Start of Block
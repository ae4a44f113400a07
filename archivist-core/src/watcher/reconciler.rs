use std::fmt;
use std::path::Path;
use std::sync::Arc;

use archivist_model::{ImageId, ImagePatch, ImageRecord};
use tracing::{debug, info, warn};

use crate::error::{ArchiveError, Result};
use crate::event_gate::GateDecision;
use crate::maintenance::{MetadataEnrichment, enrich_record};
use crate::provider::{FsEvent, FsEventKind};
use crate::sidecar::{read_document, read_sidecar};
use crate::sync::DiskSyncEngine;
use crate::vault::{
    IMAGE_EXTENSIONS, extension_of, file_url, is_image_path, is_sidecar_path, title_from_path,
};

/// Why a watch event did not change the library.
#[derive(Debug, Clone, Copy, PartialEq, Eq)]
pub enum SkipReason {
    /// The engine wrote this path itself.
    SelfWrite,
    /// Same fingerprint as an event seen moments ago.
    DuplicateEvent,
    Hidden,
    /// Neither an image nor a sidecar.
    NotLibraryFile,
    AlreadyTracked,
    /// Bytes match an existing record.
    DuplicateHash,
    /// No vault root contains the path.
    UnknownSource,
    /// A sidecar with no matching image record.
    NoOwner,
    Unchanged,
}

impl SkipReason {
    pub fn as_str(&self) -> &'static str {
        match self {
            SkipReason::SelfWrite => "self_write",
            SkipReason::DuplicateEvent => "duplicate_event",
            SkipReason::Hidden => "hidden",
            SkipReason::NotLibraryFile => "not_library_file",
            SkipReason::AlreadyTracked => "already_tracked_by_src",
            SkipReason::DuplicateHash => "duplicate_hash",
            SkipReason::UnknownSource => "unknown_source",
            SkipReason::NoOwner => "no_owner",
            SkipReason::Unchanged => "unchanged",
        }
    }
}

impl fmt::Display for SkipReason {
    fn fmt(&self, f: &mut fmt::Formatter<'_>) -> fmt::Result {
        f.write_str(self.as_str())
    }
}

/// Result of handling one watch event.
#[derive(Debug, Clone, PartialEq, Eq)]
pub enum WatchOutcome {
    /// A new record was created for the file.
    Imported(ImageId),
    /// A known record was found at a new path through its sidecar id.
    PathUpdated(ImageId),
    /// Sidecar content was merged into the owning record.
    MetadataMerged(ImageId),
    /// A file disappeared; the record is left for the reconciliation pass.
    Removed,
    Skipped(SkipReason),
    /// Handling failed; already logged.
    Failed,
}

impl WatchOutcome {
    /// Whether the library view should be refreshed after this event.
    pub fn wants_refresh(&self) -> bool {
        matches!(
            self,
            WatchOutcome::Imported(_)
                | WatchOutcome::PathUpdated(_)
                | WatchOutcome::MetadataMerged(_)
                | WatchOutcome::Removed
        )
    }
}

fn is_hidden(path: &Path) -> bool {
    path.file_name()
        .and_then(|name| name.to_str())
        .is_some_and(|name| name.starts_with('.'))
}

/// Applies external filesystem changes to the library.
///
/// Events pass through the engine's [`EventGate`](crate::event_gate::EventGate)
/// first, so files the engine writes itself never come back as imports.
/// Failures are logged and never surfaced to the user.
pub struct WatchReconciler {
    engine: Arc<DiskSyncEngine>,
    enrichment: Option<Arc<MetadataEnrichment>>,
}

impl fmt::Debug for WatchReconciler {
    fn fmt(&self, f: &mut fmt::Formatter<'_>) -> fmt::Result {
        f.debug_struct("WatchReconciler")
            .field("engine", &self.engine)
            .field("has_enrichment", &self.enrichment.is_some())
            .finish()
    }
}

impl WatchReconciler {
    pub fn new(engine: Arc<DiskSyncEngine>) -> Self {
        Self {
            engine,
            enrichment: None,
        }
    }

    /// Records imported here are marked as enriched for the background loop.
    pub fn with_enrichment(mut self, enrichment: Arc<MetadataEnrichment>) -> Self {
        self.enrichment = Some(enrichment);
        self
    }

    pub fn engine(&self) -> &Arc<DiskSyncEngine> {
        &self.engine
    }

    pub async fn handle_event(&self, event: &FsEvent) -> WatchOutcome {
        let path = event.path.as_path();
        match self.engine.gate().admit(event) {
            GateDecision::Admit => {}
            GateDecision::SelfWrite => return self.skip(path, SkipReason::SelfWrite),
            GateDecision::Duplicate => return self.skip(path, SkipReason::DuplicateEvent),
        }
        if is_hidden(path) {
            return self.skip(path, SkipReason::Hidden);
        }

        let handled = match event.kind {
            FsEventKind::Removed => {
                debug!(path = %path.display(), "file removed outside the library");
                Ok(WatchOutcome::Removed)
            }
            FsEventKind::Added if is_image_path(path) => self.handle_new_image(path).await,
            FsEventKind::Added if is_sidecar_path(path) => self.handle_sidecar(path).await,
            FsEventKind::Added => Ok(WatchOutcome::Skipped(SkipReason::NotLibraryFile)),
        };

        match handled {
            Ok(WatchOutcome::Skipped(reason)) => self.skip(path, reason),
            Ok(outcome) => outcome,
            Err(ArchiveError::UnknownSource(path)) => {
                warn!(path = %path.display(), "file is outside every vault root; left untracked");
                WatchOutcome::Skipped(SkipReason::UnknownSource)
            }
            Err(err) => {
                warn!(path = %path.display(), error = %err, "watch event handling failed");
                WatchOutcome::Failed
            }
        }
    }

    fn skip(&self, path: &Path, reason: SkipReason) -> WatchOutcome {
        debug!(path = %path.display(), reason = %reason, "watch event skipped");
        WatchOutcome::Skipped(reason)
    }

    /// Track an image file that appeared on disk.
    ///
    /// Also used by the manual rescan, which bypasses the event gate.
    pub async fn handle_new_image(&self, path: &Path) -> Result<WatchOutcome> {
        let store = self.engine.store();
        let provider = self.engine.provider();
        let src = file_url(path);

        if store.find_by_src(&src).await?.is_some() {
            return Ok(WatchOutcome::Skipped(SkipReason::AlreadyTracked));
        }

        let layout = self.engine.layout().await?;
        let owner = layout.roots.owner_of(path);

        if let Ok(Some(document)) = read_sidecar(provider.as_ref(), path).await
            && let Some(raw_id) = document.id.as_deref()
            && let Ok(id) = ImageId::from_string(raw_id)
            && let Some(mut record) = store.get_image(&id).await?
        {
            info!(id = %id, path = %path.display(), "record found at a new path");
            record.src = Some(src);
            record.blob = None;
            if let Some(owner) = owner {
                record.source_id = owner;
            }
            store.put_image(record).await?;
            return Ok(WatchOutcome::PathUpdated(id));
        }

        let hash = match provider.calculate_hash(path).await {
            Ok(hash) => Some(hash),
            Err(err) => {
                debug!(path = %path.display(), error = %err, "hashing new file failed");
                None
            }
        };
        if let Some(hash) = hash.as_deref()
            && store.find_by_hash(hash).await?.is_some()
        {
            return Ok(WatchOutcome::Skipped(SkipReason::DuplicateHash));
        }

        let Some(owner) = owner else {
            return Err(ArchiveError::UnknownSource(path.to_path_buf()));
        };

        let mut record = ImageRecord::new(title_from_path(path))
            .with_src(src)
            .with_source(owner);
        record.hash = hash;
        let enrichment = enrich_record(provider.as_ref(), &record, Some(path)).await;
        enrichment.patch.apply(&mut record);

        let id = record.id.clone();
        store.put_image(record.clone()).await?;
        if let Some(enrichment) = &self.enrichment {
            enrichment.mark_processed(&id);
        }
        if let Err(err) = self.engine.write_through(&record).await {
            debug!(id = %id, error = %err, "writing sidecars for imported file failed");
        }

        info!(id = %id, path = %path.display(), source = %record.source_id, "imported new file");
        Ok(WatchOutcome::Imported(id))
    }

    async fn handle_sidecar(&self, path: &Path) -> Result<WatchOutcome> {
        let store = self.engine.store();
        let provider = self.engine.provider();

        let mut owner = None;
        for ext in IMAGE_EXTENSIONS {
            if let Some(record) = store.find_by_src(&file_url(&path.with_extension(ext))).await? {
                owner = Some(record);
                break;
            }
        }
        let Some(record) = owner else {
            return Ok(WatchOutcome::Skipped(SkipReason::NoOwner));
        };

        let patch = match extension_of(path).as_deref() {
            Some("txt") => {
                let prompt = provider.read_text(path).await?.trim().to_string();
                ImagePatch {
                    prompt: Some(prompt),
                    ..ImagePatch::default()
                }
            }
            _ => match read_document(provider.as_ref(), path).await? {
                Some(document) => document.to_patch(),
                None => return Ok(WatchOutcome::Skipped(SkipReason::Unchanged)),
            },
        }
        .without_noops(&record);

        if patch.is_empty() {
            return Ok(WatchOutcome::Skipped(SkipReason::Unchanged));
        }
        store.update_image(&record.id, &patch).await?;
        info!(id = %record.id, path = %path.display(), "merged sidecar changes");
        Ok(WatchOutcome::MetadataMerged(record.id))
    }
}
End of Block
Start of Block
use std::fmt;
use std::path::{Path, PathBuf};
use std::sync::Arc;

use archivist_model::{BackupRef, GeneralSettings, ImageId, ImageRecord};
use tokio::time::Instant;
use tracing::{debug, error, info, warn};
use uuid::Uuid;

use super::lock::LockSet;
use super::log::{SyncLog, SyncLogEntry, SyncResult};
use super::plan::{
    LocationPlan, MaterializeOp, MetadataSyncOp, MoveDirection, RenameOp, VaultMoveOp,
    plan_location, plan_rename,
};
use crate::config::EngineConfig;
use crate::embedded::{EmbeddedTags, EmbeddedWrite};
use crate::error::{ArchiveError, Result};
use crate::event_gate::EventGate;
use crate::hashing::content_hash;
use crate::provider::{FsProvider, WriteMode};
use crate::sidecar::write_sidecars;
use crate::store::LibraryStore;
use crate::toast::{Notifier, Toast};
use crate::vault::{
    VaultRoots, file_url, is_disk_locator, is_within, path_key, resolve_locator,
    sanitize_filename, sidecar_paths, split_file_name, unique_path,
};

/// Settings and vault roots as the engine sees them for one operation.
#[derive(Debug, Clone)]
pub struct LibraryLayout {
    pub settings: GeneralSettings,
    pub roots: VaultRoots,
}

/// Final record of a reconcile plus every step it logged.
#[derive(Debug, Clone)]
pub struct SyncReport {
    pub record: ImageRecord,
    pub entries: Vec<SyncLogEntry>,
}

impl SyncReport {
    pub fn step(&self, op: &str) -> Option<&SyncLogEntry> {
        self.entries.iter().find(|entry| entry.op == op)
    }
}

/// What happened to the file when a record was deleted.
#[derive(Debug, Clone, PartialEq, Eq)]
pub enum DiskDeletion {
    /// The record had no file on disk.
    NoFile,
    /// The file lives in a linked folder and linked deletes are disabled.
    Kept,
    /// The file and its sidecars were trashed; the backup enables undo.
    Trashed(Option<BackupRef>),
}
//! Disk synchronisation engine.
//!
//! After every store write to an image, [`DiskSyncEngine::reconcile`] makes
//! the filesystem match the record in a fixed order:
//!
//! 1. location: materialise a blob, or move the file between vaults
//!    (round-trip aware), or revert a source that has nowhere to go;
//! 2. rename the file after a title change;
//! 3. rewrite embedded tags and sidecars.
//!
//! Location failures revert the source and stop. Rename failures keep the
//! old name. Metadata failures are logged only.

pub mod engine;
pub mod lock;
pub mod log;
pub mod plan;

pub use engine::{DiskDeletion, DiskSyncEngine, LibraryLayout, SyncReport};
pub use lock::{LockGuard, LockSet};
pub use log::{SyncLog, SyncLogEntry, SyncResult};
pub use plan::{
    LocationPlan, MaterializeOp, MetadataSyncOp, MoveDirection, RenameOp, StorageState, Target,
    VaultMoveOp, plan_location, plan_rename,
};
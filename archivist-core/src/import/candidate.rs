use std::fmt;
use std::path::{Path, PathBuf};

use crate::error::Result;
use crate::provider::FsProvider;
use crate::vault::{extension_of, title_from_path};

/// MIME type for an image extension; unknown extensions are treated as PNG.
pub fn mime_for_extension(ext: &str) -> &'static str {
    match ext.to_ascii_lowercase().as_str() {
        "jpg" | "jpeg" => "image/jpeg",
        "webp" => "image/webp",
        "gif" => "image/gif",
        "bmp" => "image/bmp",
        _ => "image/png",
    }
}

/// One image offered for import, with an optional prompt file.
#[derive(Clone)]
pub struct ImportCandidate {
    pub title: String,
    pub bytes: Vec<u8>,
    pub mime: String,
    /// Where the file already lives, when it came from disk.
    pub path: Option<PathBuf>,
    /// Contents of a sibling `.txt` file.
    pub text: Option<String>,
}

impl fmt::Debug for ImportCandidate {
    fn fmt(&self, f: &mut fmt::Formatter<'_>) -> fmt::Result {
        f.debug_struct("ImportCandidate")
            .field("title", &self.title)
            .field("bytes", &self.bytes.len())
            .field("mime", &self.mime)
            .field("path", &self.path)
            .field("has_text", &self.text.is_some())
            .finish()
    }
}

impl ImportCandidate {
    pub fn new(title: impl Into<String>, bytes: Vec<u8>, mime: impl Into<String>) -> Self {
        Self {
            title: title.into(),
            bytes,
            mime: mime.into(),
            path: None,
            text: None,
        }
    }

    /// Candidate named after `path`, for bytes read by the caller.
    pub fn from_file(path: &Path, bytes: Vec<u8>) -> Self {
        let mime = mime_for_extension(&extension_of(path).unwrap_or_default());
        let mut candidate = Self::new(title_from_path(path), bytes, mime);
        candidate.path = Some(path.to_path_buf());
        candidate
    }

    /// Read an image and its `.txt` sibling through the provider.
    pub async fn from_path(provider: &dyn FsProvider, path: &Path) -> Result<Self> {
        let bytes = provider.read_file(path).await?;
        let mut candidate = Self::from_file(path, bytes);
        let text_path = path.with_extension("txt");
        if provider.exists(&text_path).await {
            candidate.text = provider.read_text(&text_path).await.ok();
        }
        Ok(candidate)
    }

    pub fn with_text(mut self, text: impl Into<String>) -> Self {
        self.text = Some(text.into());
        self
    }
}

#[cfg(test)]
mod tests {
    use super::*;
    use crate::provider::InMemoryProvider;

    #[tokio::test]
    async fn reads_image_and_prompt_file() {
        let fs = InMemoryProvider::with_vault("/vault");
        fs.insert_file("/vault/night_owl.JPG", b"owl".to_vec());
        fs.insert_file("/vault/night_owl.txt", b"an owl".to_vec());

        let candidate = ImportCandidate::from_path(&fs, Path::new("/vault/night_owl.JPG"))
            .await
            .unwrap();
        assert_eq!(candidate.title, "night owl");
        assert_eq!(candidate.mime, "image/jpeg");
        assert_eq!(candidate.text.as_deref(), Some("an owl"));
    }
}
End of Block
Start of Block
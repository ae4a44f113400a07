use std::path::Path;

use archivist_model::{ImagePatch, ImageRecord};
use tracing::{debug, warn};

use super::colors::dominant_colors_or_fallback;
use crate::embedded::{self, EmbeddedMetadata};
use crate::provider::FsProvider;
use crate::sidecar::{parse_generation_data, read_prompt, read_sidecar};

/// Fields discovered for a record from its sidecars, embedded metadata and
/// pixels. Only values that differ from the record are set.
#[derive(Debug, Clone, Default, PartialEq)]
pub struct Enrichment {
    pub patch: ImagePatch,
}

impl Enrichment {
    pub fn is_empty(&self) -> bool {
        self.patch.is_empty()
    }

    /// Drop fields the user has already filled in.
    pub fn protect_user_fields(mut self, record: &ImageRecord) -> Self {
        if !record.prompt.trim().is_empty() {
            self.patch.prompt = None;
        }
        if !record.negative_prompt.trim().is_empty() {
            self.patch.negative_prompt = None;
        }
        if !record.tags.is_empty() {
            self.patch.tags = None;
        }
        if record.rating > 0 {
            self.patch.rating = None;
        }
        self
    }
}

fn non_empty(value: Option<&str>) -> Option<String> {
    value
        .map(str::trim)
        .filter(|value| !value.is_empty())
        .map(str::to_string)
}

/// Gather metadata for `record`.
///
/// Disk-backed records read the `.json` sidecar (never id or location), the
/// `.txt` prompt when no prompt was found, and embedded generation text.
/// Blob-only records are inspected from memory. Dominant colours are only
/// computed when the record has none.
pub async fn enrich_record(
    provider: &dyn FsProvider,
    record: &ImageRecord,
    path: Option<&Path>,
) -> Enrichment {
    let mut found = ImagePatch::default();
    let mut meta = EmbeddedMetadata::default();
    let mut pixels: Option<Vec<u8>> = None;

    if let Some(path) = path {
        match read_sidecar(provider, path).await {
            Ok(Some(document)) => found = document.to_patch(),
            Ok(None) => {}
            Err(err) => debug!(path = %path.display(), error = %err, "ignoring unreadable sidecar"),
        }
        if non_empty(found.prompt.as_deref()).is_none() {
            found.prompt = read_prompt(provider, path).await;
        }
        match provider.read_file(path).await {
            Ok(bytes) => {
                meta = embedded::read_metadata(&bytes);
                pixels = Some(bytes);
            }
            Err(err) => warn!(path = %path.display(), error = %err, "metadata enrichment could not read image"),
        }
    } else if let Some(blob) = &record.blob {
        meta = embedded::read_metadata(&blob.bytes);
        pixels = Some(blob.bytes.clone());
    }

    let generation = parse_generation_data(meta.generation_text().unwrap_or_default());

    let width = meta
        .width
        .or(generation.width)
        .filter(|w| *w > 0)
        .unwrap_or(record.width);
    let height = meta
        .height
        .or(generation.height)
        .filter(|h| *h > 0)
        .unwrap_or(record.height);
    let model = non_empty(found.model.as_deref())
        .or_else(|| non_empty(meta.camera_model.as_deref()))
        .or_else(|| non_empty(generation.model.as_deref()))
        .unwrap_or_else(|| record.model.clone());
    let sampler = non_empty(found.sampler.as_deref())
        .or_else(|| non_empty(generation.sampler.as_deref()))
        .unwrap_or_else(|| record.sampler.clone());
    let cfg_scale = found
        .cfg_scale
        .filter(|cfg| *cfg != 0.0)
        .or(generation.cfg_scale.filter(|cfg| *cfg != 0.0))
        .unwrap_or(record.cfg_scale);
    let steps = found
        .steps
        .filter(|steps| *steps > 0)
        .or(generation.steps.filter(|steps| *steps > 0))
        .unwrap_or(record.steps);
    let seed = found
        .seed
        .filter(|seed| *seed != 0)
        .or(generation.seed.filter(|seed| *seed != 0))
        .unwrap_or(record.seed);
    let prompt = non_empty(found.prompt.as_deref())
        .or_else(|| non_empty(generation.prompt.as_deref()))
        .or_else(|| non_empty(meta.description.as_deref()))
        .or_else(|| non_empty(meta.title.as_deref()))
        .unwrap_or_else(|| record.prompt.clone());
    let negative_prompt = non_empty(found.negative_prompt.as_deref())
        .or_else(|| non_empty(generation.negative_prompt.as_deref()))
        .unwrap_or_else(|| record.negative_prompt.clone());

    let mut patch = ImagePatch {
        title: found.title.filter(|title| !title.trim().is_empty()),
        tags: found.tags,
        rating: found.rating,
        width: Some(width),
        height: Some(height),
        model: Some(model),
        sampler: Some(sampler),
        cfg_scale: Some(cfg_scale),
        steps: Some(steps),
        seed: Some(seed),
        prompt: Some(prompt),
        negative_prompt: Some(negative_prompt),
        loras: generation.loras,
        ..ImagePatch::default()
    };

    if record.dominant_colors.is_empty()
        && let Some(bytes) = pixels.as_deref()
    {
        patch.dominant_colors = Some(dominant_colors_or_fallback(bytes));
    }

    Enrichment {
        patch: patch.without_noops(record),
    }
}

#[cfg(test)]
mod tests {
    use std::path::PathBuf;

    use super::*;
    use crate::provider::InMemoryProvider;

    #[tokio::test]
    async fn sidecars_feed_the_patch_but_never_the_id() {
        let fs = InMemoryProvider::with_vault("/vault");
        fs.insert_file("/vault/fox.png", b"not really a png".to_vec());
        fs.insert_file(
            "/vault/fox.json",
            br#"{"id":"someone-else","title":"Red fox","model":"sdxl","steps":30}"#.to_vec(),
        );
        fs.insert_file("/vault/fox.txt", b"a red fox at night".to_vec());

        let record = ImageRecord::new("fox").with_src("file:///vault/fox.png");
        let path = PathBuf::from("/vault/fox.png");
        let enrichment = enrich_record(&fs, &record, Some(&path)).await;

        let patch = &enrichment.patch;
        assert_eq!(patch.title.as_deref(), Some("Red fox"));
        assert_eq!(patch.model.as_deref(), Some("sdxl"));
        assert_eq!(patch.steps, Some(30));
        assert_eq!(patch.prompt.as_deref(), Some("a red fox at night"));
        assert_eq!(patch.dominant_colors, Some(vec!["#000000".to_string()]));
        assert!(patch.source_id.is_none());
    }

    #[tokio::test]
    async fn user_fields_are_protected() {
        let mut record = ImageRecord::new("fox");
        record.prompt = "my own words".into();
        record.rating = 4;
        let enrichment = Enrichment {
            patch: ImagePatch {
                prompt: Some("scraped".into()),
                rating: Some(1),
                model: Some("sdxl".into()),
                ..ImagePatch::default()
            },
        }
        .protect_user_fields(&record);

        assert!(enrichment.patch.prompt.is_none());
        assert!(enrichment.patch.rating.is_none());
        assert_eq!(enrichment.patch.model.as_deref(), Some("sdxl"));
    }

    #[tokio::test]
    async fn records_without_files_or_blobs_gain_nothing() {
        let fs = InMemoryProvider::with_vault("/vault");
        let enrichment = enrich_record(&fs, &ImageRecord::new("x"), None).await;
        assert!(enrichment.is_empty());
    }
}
End of Block
AIM OF THE TASK →
For every line in the entries above that contains "filesystem", add one to a count, and give that number by itself.

OUTPUT BELOW →
2